Your objective:
The line containing "assert_eq!(slash.full_name(), dotted.full_name());" marks where to begin; quote it and every line after it through the end of the data, exactly as written.

Dataset content:

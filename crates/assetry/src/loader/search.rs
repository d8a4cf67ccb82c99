//! searching a folder tree
//!
//! All searches visit the tree depth-first: a folder's own files first, then each sub folder in
//! listing order. Eager searches collect everything, [walk_files] yields lazily so callers can stop
//! early.
use crate::vfs::{normalize_path, File, Folder};
use futures::future::{BoxFuture, FutureExt};
use futures::stream::{self, BoxStream, StreamExt};
use std::collections::VecDeque;
use std::sync::Arc;

/// Every file below `root`
pub async fn files(root: &Arc<dyn Folder>) -> Vec<Arc<dyn File>> {
    walk_files(root.clone()).collect().await
}

/// Every file below `root` whose name matches `pattern`
pub async fn find_files(root: &Arc<dyn Folder>, pattern: &glob::Pattern) -> Vec<Arc<dyn File>> {
    walk_files(root.clone())
        .filter(|file| futures::future::ready(pattern.matches(file.name())))
        .collect()
        .await
}

/// First file named `name`
pub async fn find_file(root: &Arc<dyn Folder>, name: &str) -> Option<Arc<dyn File>> {
    walk_files(root.clone())
        .filter(|file| futures::future::ready(file.name() == name))
        .next()
        .await
}

/// Every folder below `root`, `root` excluded
pub async fn folders(root: &Arc<dyn Folder>) -> Vec<Arc<dyn Folder>> {
    let mut found = vec![];
    collect_folders(root.as_ref(), &mut found).await;
    found
}

fn collect_folders<'a>(
    folder: &'a dyn Folder,
    found: &'a mut Vec<Arc<dyn Folder>>,
) -> BoxFuture<'a, ()> {
    async move {
        for child in folder.folders().await {
            found.push(child.clone());
            collect_folders(child.as_ref(), found).await;
        }
    }
    .boxed()
}

struct Walk {
    /// folders still to visit, the next one last
    pending: Vec<Arc<dyn Folder>>,
    files: VecDeque<Arc<dyn File>>,
}

/// Lazily yields every file below `root`
///
/// Listings are fetched only when the walk reaches them. Each call starts a new walk.
pub fn walk_files(root: Arc<dyn Folder>) -> BoxStream<'static, Arc<dyn File>> {
    let walk = Walk {
        pending: vec![root],
        files: VecDeque::new(),
    };
    stream::unfold(walk, |mut walk| async move {
        loop {
            if let Some(file) = walk.files.pop_front() {
                return Some((file, walk));
            }
            let folder = walk.pending.pop()?;
            walk.files.extend(folder.files().await);
            let mut folders = folder.folders().await;
            folders.reverse();
            walk.pending.extend(folders);
        }
    })
    .boxed()
}

/// The file at `path`
///
/// `path` may be the full name of the file or relative to `root`, with either separator.
pub async fn absolute_file(root: &Arc<dyn Folder>, path: &str) -> Option<Arc<dyn File>> {
    for relative in candidates(root.as_ref(), path) {
        let Some((parent, name)) = split_file(&relative) else {
            continue;
        };
        let Some(folder) = descend(root, &parent).await else {
            continue;
        };
        if let Some(file) = folder.files().await.into_iter().find(|f| f.name() == name) {
            return Some(file);
        }
    }
    None
}

/// The folder at `path`, see [absolute_file]
pub async fn absolute_folder(root: &Arc<dyn Folder>, path: &str) -> Option<Arc<dyn Folder>> {
    for relative in candidates(root.as_ref(), path) {
        if let Some(folder) = descend(root, &relative).await {
            return Some(folder);
        }
    }
    None
}

/// Root-relative readings of `path`: the full-name reading first, then `path` itself
fn candidates(root: &dyn Folder, path: &str) -> Vec<String> {
    let path = normalize_path(path);
    let root_name = normalize_path(root.full_name());
    let mut candidates = vec![];
    if !root_name.is_empty() {
        if path == root_name {
            candidates.push(String::new());
        } else if let Some(relative) = path.strip_prefix(&format!("{root_name}/")) {
            candidates.push(relative.to_string());
        }
    }
    let relative = path.trim_start_matches('/').to_string();
    if !candidates.contains(&relative) {
        candidates.push(relative);
    }
    candidates
}

fn split_file(relative: &str) -> Option<(&str, &str)> {
    if relative.is_empty() {
        return None;
    }
    Some(relative.rsplit_once('/').unwrap_or(("", relative)))
}

/// Follows `relative` folder by folder, `None` if a segment is missing
async fn descend(root: &Arc<dyn Folder>, relative: &str) -> Option<Arc<dyn Folder>> {
    let mut current = root.clone();
    for segment in relative.split('/').filter(|s| !s.is_empty()) {
        current = current
            .folders()
            .await
            .into_iter()
            .find(|child| child.name() == segment)?;
    }
    Some(current)
}

#[cfg(test)]
mod test {
    use super::*;
    use crate::vfs::packed::{MemoryFile, MemoryFolder};
    use crate::vfs::FileOrFolder;
    use bytes::Bytes;
    use pretty_assertions::assert_eq;

    fn file(full_name: &str) -> Arc<MemoryFile> {
        Arc::new(MemoryFile::new(full_name.into(), Bytes::new()))
    }

    /// ```text
    /// a.hcl
    /// units/
    ///   tank.hcl
    ///   heavy/
    ///     mammoth.hcl
    /// weapons/
    ///   laser.png
    /// ```
    fn tree() -> Arc<dyn Folder> {
        let heavy = MemoryFolder::new(
            "heavy".into(),
            "units/heavy".into(),
            vec![file("units/heavy/mammoth.hcl")],
            vec![],
        );
        let units = MemoryFolder::new(
            "units".into(),
            "units".into(),
            vec![file("units/tank.hcl")],
            vec![Arc::new(heavy)],
        );
        let weapons = MemoryFolder::new(
            "weapons".into(),
            "weapons".into(),
            vec![file("weapons/laser.png")],
            vec![],
        );
        Arc::new(MemoryFolder::new(
            "".into(),
            "".into(),
            vec![file("a.hcl")],
            vec![Arc::new(units), Arc::new(weapons)],
        ))
    }

    fn full_names<T: FileOrFolder + ?Sized>(nodes: &[Arc<T>]) -> Vec<&str> {
        nodes.iter().map(|node| node.full_name()).collect()
    }

    #[tokio::test]
    async fn depth_first_own_files_first() {
        let root = tree();
        let all = files(&root).await;
        assert_eq!(
            full_names(&all),
            [
                "a.hcl",
                "units/tank.hcl",
                "units/heavy/mammoth.hcl",
                "weapons/laser.png"
            ]
        );

        let all = folders(&root).await;
        assert_eq!(full_names(&all), ["units", "units/heavy", "weapons"]);
    }

    #[tokio::test]
    async fn walk_is_lazy_and_restartable() {
        let root = tree();
        let first_two: Vec<_> = walk_files(root.clone()).take(2).collect().await;
        assert_eq!(full_names(&first_two), ["a.hcl", "units/tank.hcl"]);

        let again: Vec<_> = walk_files(root.clone()).collect().await;
        assert_eq!(again.len(), 4);
    }

    #[tokio::test]
    async fn glob_on_names() {
        let root = tree();
        let pattern = glob::Pattern::new("*.hcl").unwrap();
        let found = find_files(&root, &pattern).await;
        assert_eq!(found.len(), 3);

        let found = find_file(&root, "mammoth.hcl").await.unwrap();
        assert_eq!(found.full_name(), "units/heavy/mammoth.hcl");
        assert!(find_file(&root, "nothing.hcl").await.is_none());
    }

    #[tokio::test]
    async fn absolute_lookup_normalizes() {
        let root = tree();
        let slash = absolute_file(&root, "units/heavy/mammoth.hcl").await.unwrap();
        let backslash = absolute_file(&root, "units\\heavy\\mammoth.hcl").await.unwrap();
        let dotted = absolute_file(&root, "./units//heavy/mammoth.hcl").await.unwrap();
        assert_eq!(slash.full_name(), backslash.full_name());
        assert_eq!(slash.full_name(), dotted.full_name());

        assert!(absolute_file(&root, "units/mammoth.hcl").await.is_none());
        assert_eq!(
            absolute_folder(&root, "units/heavy/").await.unwrap().full_name(),
            "units/heavy"
        );
        assert_eq!(absolute_folder(&root, "").await.unwrap().full_name(), "");
        assert!(absolute_folder(&root, "vehicles").await.is_none());
    }

    #[test]
    fn full_name_reading_comes_first() {
        let root = MemoryFolder::new("assets".into(), "/srv/assets".into(), vec![], vec![]);
        assert_eq!(
            candidates(&root, "/srv/assets/units/tank.hcl"),
            ["units/tank.hcl", "srv/assets/units/tank.hcl"]
        );
        assert_eq!(candidates(&root, "units\\tank.hcl"), ["units/tank.hcl"]);
        assert_eq!(candidates(&root, "/srv/assets/"), ["", "srv/assets"]);
    }
}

Task answer:
        assert_eq!(slash.full_name(), dotted.full_name());

        assert!(absolute_file(&root, "units/mammoth.hcl").await.is_none());
        assert_eq!(
            absolute_folder(&root, "units/heavy/").await.unwrap().full_name(),
            "units/heavy"
        );
        assert_eq!(absolute_folder(&root, "").await.unwrap().full_name(), "");
        assert!(absolute_folder(&root, "vehicles").await.is_none());
    }

    #[test]
    fn full_name_reading_comes_first() {
        let root = MemoryFolder::new("assets".into(), "/srv/assets".into(), vec![], vec![]);
        assert_eq!(
            candidates(&root, "/srv/assets/units/tank.hcl"),
            ["units/tank.hcl", "srv/assets/units/tank.hcl"]
        );
        assert_eq!(candidates(&root, "units\\tank.hcl"), ["units/tank.hcl"]);
        assert_eq!(candidates(&root, "/srv/assets/"), ["", "srv/assets"]);
    }
}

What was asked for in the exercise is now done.